• Work request:
Report the count, and only the count, of lines in the records that include the word "SettingsService".

Stored data:
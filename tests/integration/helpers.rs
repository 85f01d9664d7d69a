//! Shared test helpers for integration tests.
//!
//! Every test creates its own users and servers with unique names, so
//! tests stay independent under the default parallel test runner.

#![allow(dead_code)]

use std::sync::Arc;

use axum::Router;
use axum::body::Body;
use http::{Request, StatusCode};
use serde_json::Value;
use sqlx::PgPool;
use sqlx::postgres::PgPoolOptions;
use tower::ServiceExt;
use uuid::Uuid;

use quotahub_api::state::AppState;
use quotahub_core::config::{AppConfig, DatabaseConfig, LoggingConfig, ServerConfig};
use quotahub_database::repositories::quota::QuotaRepository;
use quotahub_database::repositories::server::ServerRepository;
use quotahub_database::repositories::settings::SettingsRepository;
use quotahub_database::repositories::user::UserRepository;
use quotahub_service::accounting::AccountingService;
use quotahub_service::quota::QuotaService;
use quotahub_service::server_resources::ServerResourceService;
use quotahub_service::settings::SettingsService;

/// Test application context
pub struct TestApp {
    /// The Axum router for making test requests
    pub router: Router,
    /// Database pool for direct queries
    pub db_pool: PgPool,
    /// Quota repository for direct store-level tests
    pub quota_repo: Arc<QuotaRepository>,
    /// Server repository
    pub server_repo: Arc<ServerRepository>,
}

impl TestApp {
    /// Create a new test application, or `None` when no test database is
    /// configured.
    pub async fn new() -> Option<Self> {
        let Ok(url) = std::env::var("QUOTAHUB_TEST_DATABASE_URL") else {
            eprintln!("QUOTAHUB_TEST_DATABASE_URL not set, skipping integration test");
            return None;
        };

        let db_pool = PgPoolOptions::new()
            .max_connections(10)
            .connect(&url)
            .await
            .expect("Failed to connect to test database");

        quotahub_database::migration::run_migrations(&db_pool)
            .await
            .expect("Failed to run migrations");

        let config = AppConfig {
            server: ServerConfig::default(),
            database: DatabaseConfig {
                url,
                max_connections: 10,
                min_connections: 1,
                connect_timeout_seconds: 5,
                idle_timeout_seconds: 60,
            },
            logging: LoggingConfig::default(),
        };

        let quota_repo = Arc::new(QuotaRepository::new(db_pool.clone()));
        let server_repo = Arc::new(ServerRepository::new(db_pool.clone()));
        let user_repo = Arc::new(UserRepository::new(db_pool.clone()));
        let settings_repo = Arc::new(SettingsRepository::new(db_pool.clone()));

        let settings_service = Arc::new(SettingsService::new(settings_repo));
        let accounting = Arc::new(AccountingService::new(
            Arc::clone(&quota_repo),
            Arc::clone(&server_repo),
            Arc::clone(&settings_service),
        ));
        let quota_service = Arc::new(QuotaService::new(
            Arc::clone(&quota_repo),
            user_repo,
            Arc::clone(&settings_service),
        ));
        let server_resource_service = Arc::new(ServerResourceService::new(
            Arc::clone(&server_repo),
            accounting,
        ));

        let state = AppState {
            config: Arc::new(config),
            db_pool: db_pool.clone(),
            quota_service,
            server_resource_service,
            settings_service,
        };

        let router = quotahub_api::build_router(state);

        Some(Self {
            router,
            db_pool,
            quota_repo,
            server_repo,
        })
    }

    /// Create a test user with a unique name and return their ID.
    pub async fn create_user(&self) -> Uuid {
        let id = Uuid::new_v4();
        let name = format!("user-{id}");

        sqlx::query("INSERT INTO users (id, username, email) VALUES ($1, $2, $3)")
            .bind(id)
            .bind(&name)
            .bind(format!("{name}@test.com"))
            .execute(&self.db_pool)
            .await
            .expect("Failed to create test user");

        id
    }

    /// Create a server with the given resource fields and return its ID.
    #[allow(clippy::too_many_arguments)]
    pub async fn create_server(
        &self,
        owner_id: Uuid,
        memory: i64,
        cpu: i64,
        disk: i64,
        database_limit: i64,
        backup_limit: i64,
        allocation_limit: i64,
    ) -> Uuid {
        let id = Uuid::new_v4();

        sqlx::query(
            "INSERT INTO servers \
             (id, owner_id, name, memory, cpu, disk, database_limit, backup_limit, allocation_limit) \
             VALUES ($1, $2, $3, $4, $5, $6, $7, $8, $9)",
        )
        .bind(id)
        .bind(owner_id)
        .bind(format!("server-{id}"))
        .bind(memory)
        .bind(cpu)
        .bind(disk)
        .bind(database_limit)
        .bind(backup_limit)
        .bind(allocation_limit)
        .execute(&self.db_pool)
        .await
        .expect("Failed to create test server");

        id
    }

    /// Add a database to a server.
    pub async fn add_database(&self, server_id: Uuid) {
        sqlx::query("INSERT INTO server_databases (server_id, name) VALUES ($1, $2)")
            .bind(server_id)
            .bind(format!("db-{}", Uuid::new_v4()))
            .execute(&self.db_pool)
            .await
            .expect("Failed to create test database row");
    }

    /// Add a backup to a server.
    pub async fn add_backup(&self, server_id: Uuid) {
        sqlx::query("INSERT INTO server_backups (server_id, name) VALUES ($1, $2)")
            .bind(server_id)
            .bind(format!("backup-{}", Uuid::new_v4()))
            .execute(&self.db_pool)
            .await
            .expect("Failed to create test backup row");
    }

    /// Count quota records for a user.
    pub async fn quota_row_count(&self, user_id: Uuid) -> i64 {
        sqlx::query_scalar("SELECT COUNT(*) FROM user_resource_limits WHERE user_id = $1")
            .bind(user_id)
            .fetch_one(&self.db_pool)
            .await
            .expect("Failed to count quota rows")
    }

    /// Make an HTTP request to the test app.
    pub async fn request(&self, method: &str, path: &str, body: Option<Value>) -> TestResponse {
        let body_str = body
            .map(|b| serde_json::to_string(&b).expect("Failed to serialize body"))
            .unwrap_or_default();

        let req = Request::builder()
            .method(method)
            .uri(path)
            .header("Content-Type", "application/json")
            .body(Body::from(body_str))
            .expect("Failed to build request");

        let response = self
            .router
            .clone()
            .oneshot(req)
            .await
            .expect("Failed to send request");

        let status = response.status();
        let body_bytes = axum::body::to_bytes(response.into_body(), 1024 * 1024)
            .await
            .expect("Failed to read body");

        let body: Value = serde_json::from_slice(&body_bytes).unwrap_or(Value::Null);

        TestResponse { status, body }
    }
}

/// Response from a test request
#[derive(Debug)]
pub struct TestResponse {
    /// HTTP status code
    pub status: StatusCode,
    /// Parsed JSON body
    pub body: Value,
}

• Answer to this exercise:
2